Do you all remember when McCain denounced the Swiftboat Vets in favor of Kerry??

Do you all remember that McCain sold the nation on "Campaign Finance Reform" so that he could stop the "Big Money" from "buying" elections, and thereby "protect the little people"??

Question: How does regulating our speech protect the "little people"??

How important is this?? Well, if M-F get "stiffer" it could essentially "outlaw" the Swiftboat Vets (a "527") and limit us "little people" from "blogging" (criticizing) any elected office holders!

We need to get the word out on this folks!

Remember our letter writing, calling radio, etc. We need to get back at it while the First Amendment still has (some) meaning.

Read on:

Quote:
In September of 2000, less than two years before the passage of McCain-Feingold, the liberal magazine The American Prospect put out a special issue devoted to campaign-finance reform. It was called, "Checkbook Democracy." And it was bought and paid for with a $132,000 check from the liberal Carnegie Corporation of New York, which has spent millions of dollars promoting laws to restrict political speech -- a fact the magazine never disclosed to its readers.


Welcome behind the curtains of the campaign-finance reform movement, where ideologues plot to restrict the speech of their fellow citizens while reserving a special free-speech zone for themselves.

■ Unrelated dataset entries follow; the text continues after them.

//! Show Class Entity
//!
//! A judged category within a division. The optional categorisation enums
//! follow common model horse show standards and restrict which horses a
//! class is meant for.

use chrono::{DateTime, Utc};
use sr_common::ShowClassRequest;

use super::parse_optional;
use crate::error::{PlatformError, Result};

named_enum! {
    pub enum BreedCategory {
        /// Thoroughbred, Warmbloods, Standardbred, Akhal-Teke
        SportBreeds,
        /// Arabian, Morgan, Saddlebred, Tennessee Walking Horse
        LightBreeds,
        /// Clydesdale, Percheron, Shire, Belgian
        DraftBreeds,
        /// Welsh, Shetland, Connemara, POA, Hackney
        PonyBreeds,
        /// Quarter Horse, Paint, Appaloosa, Mustang
        StockBreeds,
        OtherBreeds,
    }
}

named_enum! {
    pub enum FinishType {
        OriginalFinish,
        Custom,
        ArtistResin,
    }
}

named_enum! {
    pub enum PerformanceType {
        Hunter,
        Jumper,
        Dressage,
        EnglishPleasure,
        EnglishTrail,
        Reining,
        WesternPleasure,
        BarrelRacing,
        WesternTrail,
        Costume,
        Parade,
        Harness,
        Scene,
        Setup,
    }
}

named_enum! {
    pub enum CollectibilityType {
        BreyerModels,
        StoneModels,
        HagenRenaker,
        VintageModels,
        LimitedEdition,
        TestColors,
        OtherCollectible,
    }
}

named_enum! {
    pub enum Gender {
        Stallion,
        Mare,
        Gelding,
        Foal,
    }
}

named_enum! {
    pub enum AgeCategory {
        Foal,
        Yearling,
        Adult,
        Any,
    }
}

named_enum! {
    pub enum ColorRestriction {
        Bay,
        Chestnut,
        Black,
        Gray,
        Palomino,
        Buckskin,
        Pinto,
        Appaloosa,
        Any,
    }
}

named_enum! {
    pub enum ScaleCategory {
        /// 1:9
        Traditional,
        /// 1:12
        Classic,
        /// 1:32
        Stablemate,
        Micro,
        Any,
    }
}

#[derive(Debug, Clone, PartialEq)]
pub struct ShowClass {
    pub id: i64,
    pub name: String,
    pub description: String,
    pub class_number: i32,
    /// None means unlimited
    pub max_entries: Option<i32>,
    pub sort_order: i32,
    pub breed_category: Option<BreedCategory>,
    pub finish_type: Option<FinishType>,
    pub performance_type: Option<PerformanceType>,
    pub collectibility_type: Option<CollectibilityType>,
    pub gender_restriction: Option<Gender>,
    pub age_restriction: Option<AgeCategory>,
    pub color_restriction: Option<ColorRestriction>,
    pub scale_restriction: Option<ScaleCategory>,
    pub division_id: i64,
    pub show_id: i64,
    /// Filled by joined reads
    pub division_name: Option<String>,
    pub show_name: Option<String>,
    pub created_at: DateTime<Utc>,
    pub updated_at: Option<DateTime<Utc>>,
    pub is_deleted: bool,
}

impl ShowClass {
    pub fn new(name: impl Into<String>, class_number: i32, division_id: i64, show_id: i64) -> Self {
        Self {
            id: 0,
            name: name.into(),
            description: String::new(),
            class_number,
            max_entries: Some(sr_common::DEFAULT_MAX_ENTRIES),
            sort_order: 0,
            breed_category: None,
            finish_type: None,
            performance_type: None,
            collectibility_type: None,
            gender_restriction: None,
            age_restriction: None,
            color_restriction: None,
            scale_restriction: None,
            division_id,
            show_id,
            division_name: None,
            show_name: None,
            created_at: Utc::now(),
            updated_at: None,
            is_deleted: false,
        }
    }

    pub fn from_request(req: &ShowClassRequest) -> Result<Self> {
        let mut class = ShowClass::new(req.name.clone(), req.class_number, req.division_id, req.show_id);
        class.apply_request(req)?;
        Ok(class)
    }

    /// Copy editable fields from a request; unknown category names are rejected.
    pub fn apply_request(&mut self, req: &ShowClassRequest) -> Result<()> {
        let name = req.name.trim();
        if name.is_empty() {
            return Err(PlatformError::validation("Class name is required"));
        }
        if req.class_number < 1 {
            return Err(PlatformError::validation("Class number must be positive"));
        }
        if matches!(req.max_entries, Some(max) if max < 1) {
            return Err(PlatformError::validation("maxEntries must be at least 1"));
        }

        self.breed_category = parse_optional(req.breed_category.as_deref())?;
        self.finish_type = parse_optional(req.finish_type.as_deref())?;
        self.performance_type = parse_optional(req.performance_type.as_deref())?;
        self.collectibility_type = parse_optional(req.collectibility_type.as_deref())?;
        self.gender_restriction = parse_optional(req.gender_restriction.as_deref())?;
        self.age_restriction = parse_optional(req.age_restriction.as_deref())?;
        self.color_restriction = parse_optional(req.color_restriction.as_deref())?;
        self.scale_restriction = parse_optional(req.scale_restriction.as_deref())?;
        self.name = name.to_string();
        self.description = req.description.clone();
        self.class_number = req.class_number;
        self.max_entries = req.max_entries;
        self.sort_order = req.sort_order;
        self.division_id = req.division_id;
        self.show_id = req.show_id;
        Ok(())
    }

    pub fn has_capacity_for(&self, current_entries: i64) -> bool {
        self.max_entries.map_or(true, |max| current_entries < i64::from(max))
    }

    pub fn touch(&mut self) {
        self.updated_at = Some(Utc::now());
    }
}

#[cfg(test)]
mod tests {
    use super::*;

    #[test]
    fn test_capacity() {
        let mut class = ShowClass::new("Arabian Halter", 101, 1, 1);
        assert_eq!(class.max_entries, Some(3));
        assert!(class.has_capacity_for(2));
        assert!(!class.has_capacity_for(3));

        class.max_entries = None;
        assert!(class.has_capacity_for(500));
    }

    #[test]
    fn test_from_request_parses_categories() {
        let req = ShowClassRequest {
            name: "Stock Breeds Halter".to_string(),
            class_number: 12,
            max_entries: Some(10),
            breed_category: Some("stockbreeds".to_string()),
            scale_restriction: Some("".to_string()),
            division_id: 2,
            show_id: 1,
            ..Default::default()
        };
        let class = ShowClass::from_request(&req).unwrap();
        assert_eq!(class.breed_category, Some(BreedCategory::StockBreeds));
        assert_eq!(class.scale_restriction, None);
        assert_eq!(class.max_entries, Some(10));

        let bad = ShowClassRequest { finish_type: Some("Painted".to_string()), ..req };
        assert!(ShowClass::from_request(&bad).is_err());
    }

    #[test]
    fn test_category_names() {
        assert_eq!("breyermodels".parse::<CollectibilityType>().unwrap(), CollectibilityType::BreyerModels);
        assert_eq!(ScaleCategory::Stablemate.as_str(), "Stablemate");
        assert_eq!(PerformanceType::ALL.len(), 14);
    }
}
//! Refresh Token Repository

use chrono::Utc;
use sqlx::sqlite::SqliteRow;
use sqlx::{Row, SqlitePool};

use crate::domain::RefreshToken;
use crate::error::Result;

pub struct RefreshTokenRepository {
    pool: SqlitePool,
}

impl RefreshTokenRepository {
    pub fn new(pool: &SqlitePool) -> Self {
        Self { pool: pool.clone() }
    }

    pub async fn insert(&self, token: &RefreshToken) -> Result<()> {
        sqlx::query(
            "INSERT INTO refresh_tokens (token_hash, user_id, expires_at, revoked, created_at) VALUES (?, ?, ?, ?, ?)",
        )
        .bind(&token.token_hash)
        .bind(&token.user_id)
        .bind(token.expires_at)
        .bind(token.revoked)
        .bind(token.created_at)
        .execute(&self.pool)
        .await?;
        Ok(())
    }

    /// Unrevoked, unexpired token with this hash
    pub async fn find_valid_by_hash(&self, token_hash: &str) -> Result<Option<RefreshToken>> {
        let row = sqlx::query(
            r#"
            SELECT token_hash, user_id, expires_at, revoked, created_at
            FROM refresh_tokens
            WHERE token_hash = ? AND revoked = 0
            "#,
        )
        .bind(token_hash)
        .fetch_optional(&self.pool)
        .await?;

        let token = row.as_ref().map(map_token).transpose()?;
        Ok(token.filter(|t| t.is_valid_at(Utc::now())))
    }

    pub async fn revoke_by_hash(&self, token_hash: &str) -> Result<bool> {
        let result = sqlx::query("UPDATE refresh_tokens SET revoked = 1 WHERE token_hash = ? AND revoked = 0")
            .bind(token_hash)
            .execute(&self.pool)
            .await?;
        Ok(result.rows_affected() > 0)
    }

    pub async fn revoke_all_for_user(&self, user_id: &str) -> Result<u64> {
        let result = sqlx::query("UPDATE refresh_tokens SET revoked = 1 WHERE user_id = ? AND revoked = 0")
            .bind(user_id)
            .execute(&self.pool)
            .await?;
        Ok(result.rows_affected())
    }
}

fn map_token(row: &SqliteRow) -> Result<RefreshToken> {
    Ok(RefreshToken {
        token_hash: row.try_get("token_hash")?,
        user_id: row.try_get("user_id")?,
        expires_at: row.try_get("expires_at")?,
        revoked: row.try_get("revoked")?,
        created_at: row.try_get("created_at")?,
    })
}
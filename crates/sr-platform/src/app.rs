//! Platform assembly
//!
//! Wires repositories, services and API states over one connection pool and
//! exposes the combined router. The server binary and the integration tests
//! both go through here.

use std::sync::Arc;

use axum::{Extension, Router};
use sqlx::SqlitePool;
use tracing::info;

use crate::api::{
    divisions_router, entries_router, identity_router, results_router, roles_router,
    show_classes_router, show_holder_router, shows_router, user_model_objects_router, users_router,
    AppState, DivisionsState, EntriesState, IdentityState, ResultsState, RolesState,
    ShowClassesState, ShowHolderState, ShowsState, UserModelObjectsState, UsersState,
};
use crate::error::Result;
use crate::repository::{
    DivisionRepository, EntryRepository, RefreshTokenRepository, ResultRepository, RoleRepository,
    ShowClassRepository, ShowRepository, UserModelObjectRepository, UserRepository,
};
use crate::service::{
    AdminSeeder, AuthConfig, AuthService, AuthorizationService, IdentityService, PasswordService,
    RoleSyncService, ShowHolderService,
};

pub struct Platform {
    pool: SqlitePool,
    user_repo: Arc<UserRepository>,
    password_service: Arc<PasswordService>,
    app_state: AppState,
    identity_state: IdentityState,
    shows_state: ShowsState,
    show_holder_state: ShowHolderState,
    divisions_state: DivisionsState,
    show_classes_state: ShowClassesState,
    entries_state: EntriesState,
    results_state: ResultsState,
    user_model_objects_state: UserModelObjectsState,
    roles_state: RolesState,
    users_state: UsersState,
}

impl Platform {
    pub fn new(pool: SqlitePool, auth_config: AuthConfig, require_confirmed_account: bool) -> Self {
        let show_repo = Arc::new(ShowRepository::new(&pool));
        let division_repo = Arc::new(DivisionRepository::new(&pool));
        let class_repo = Arc::new(ShowClassRepository::new(&pool));
        let entry_repo = Arc::new(EntryRepository::new(&pool));
        let result_repo = Arc::new(ResultRepository::new(&pool));
        let horse_repo = Arc::new(UserModelObjectRepository::new(&pool));
        let user_repo = Arc::new(UserRepository::new(&pool));
        let role_repo = Arc::new(RoleRepository::new(&pool));
        let refresh_repo = Arc::new(RefreshTokenRepository::new(&pool));

        let auth_service = Arc::new(AuthService::new(auth_config));
        let authz_service = Arc::new(AuthorizationService::new(user_repo.clone()));
        let password_service = Arc::new(PasswordService::default());
        let identity_service = Arc::new(IdentityService::new(
            user_repo.clone(),
            refresh_repo,
            auth_service.clone(),
            password_service.clone(),
            require_confirmed_account,
        ));
        let show_holder_service = Arc::new(ShowHolderService::new(show_repo.clone(), horse_repo.clone()));

        Self {
            app_state: AppState {
                auth_service,
                authz_service,
            },
            identity_state: IdentityState { identity_service },
            shows_state: ShowsState {
                show_repo: show_repo.clone(),
                horse_repo: horse_repo.clone(),
            },
            show_holder_state: ShowHolderState { show_holder_service },
            divisions_state: DivisionsState {
                division_repo: division_repo.clone(),
                show_repo: show_repo.clone(),
            },
            show_classes_state: ShowClassesState {
                class_repo: class_repo.clone(),
                division_repo,
            },
            entries_state: EntriesState {
                entry_repo: entry_repo.clone(),
                class_repo,
                show_repo,
                horse_repo: horse_repo.clone(),
            },
            results_state: ResultsState { result_repo, entry_repo },
            user_model_objects_state: UserModelObjectsState { horse_repo },
            roles_state: RolesState {
                role_repo: role_repo.clone(),
                user_repo: user_repo.clone(),
            },
            users_state: UsersState {
                user_repo: user_repo.clone(),
                role_repo,
            },
            user_repo,
            password_service,
            pool,
        }
    }

    pub fn pool(&self) -> &SqlitePool {
        &self.pool
    }

    /// True when the database answers a trivial query.
    pub async fn ping(&self) -> bool {
        sqlx::query("SELECT 1").execute(&self.pool).await.is_ok()
    }

    /// Insert any code-defined role missing from the role table.
    pub async fn sync_roles(&self) -> Result<usize> {
        RoleSyncService::new(RoleRepository::new(&self.pool))
            .sync_code_defined_roles()
            .await
    }

    /// Ensure an administrator account exists. Returns `true` when one was created.
    pub async fn seed_admin(&self, email: &str, password: &str) -> Result<bool> {
        AdminSeeder::new(self.user_repo.clone(), self.password_service.clone())
            .seed(email, password)
            .await
    }

    /// All API routes with the auth state attached.
    pub fn router(&self) -> Router {
        info!("Building platform router");
        Router::new()
            .nest("/identity", identity_router(self.identity_state.clone()))
            .nest("/api/shows", shows_router(self.shows_state.clone()))
            .nest("/api/showholder", show_holder_router(self.show_holder_state.clone()))
            .nest("/api/divisions", divisions_router(self.divisions_state.clone()))
            .nest("/api/showclasses", show_classes_router(self.show_classes_state.clone()))
            .nest("/api/entries", entries_router(self.entries_state.clone()))
            .nest("/api/results", results_router(self.results_state.clone()))
            .nest(
                "/api/userModelObjects",
                user_model_objects_router(self.user_model_objects_state.clone()),
            )
            .nest("/api/roles", roles_router(self.roles_state.clone()))
            .nest("/api/users", users_router(self.users_state.clone()))
            .layer(Extension(self.app_state.clone()))
    }
}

Sounds paranoid? A little over the top?



Consider a report just out from the folks over at Political Money Line, "Campaign Finance Reform Lobby: 1994 to 2004." Ignored by the media to date, it details how the supposedly grass-roots campaign-finance reform movement has been funded over the last decade to the tune of $140 million. Of that $140 million, the vast majority ($123 million) came not from retirees scraping together their last nickels for the cause of democracy, nor from schoolchildren collecting deposits on cans plucked from dilapidated playgrounds.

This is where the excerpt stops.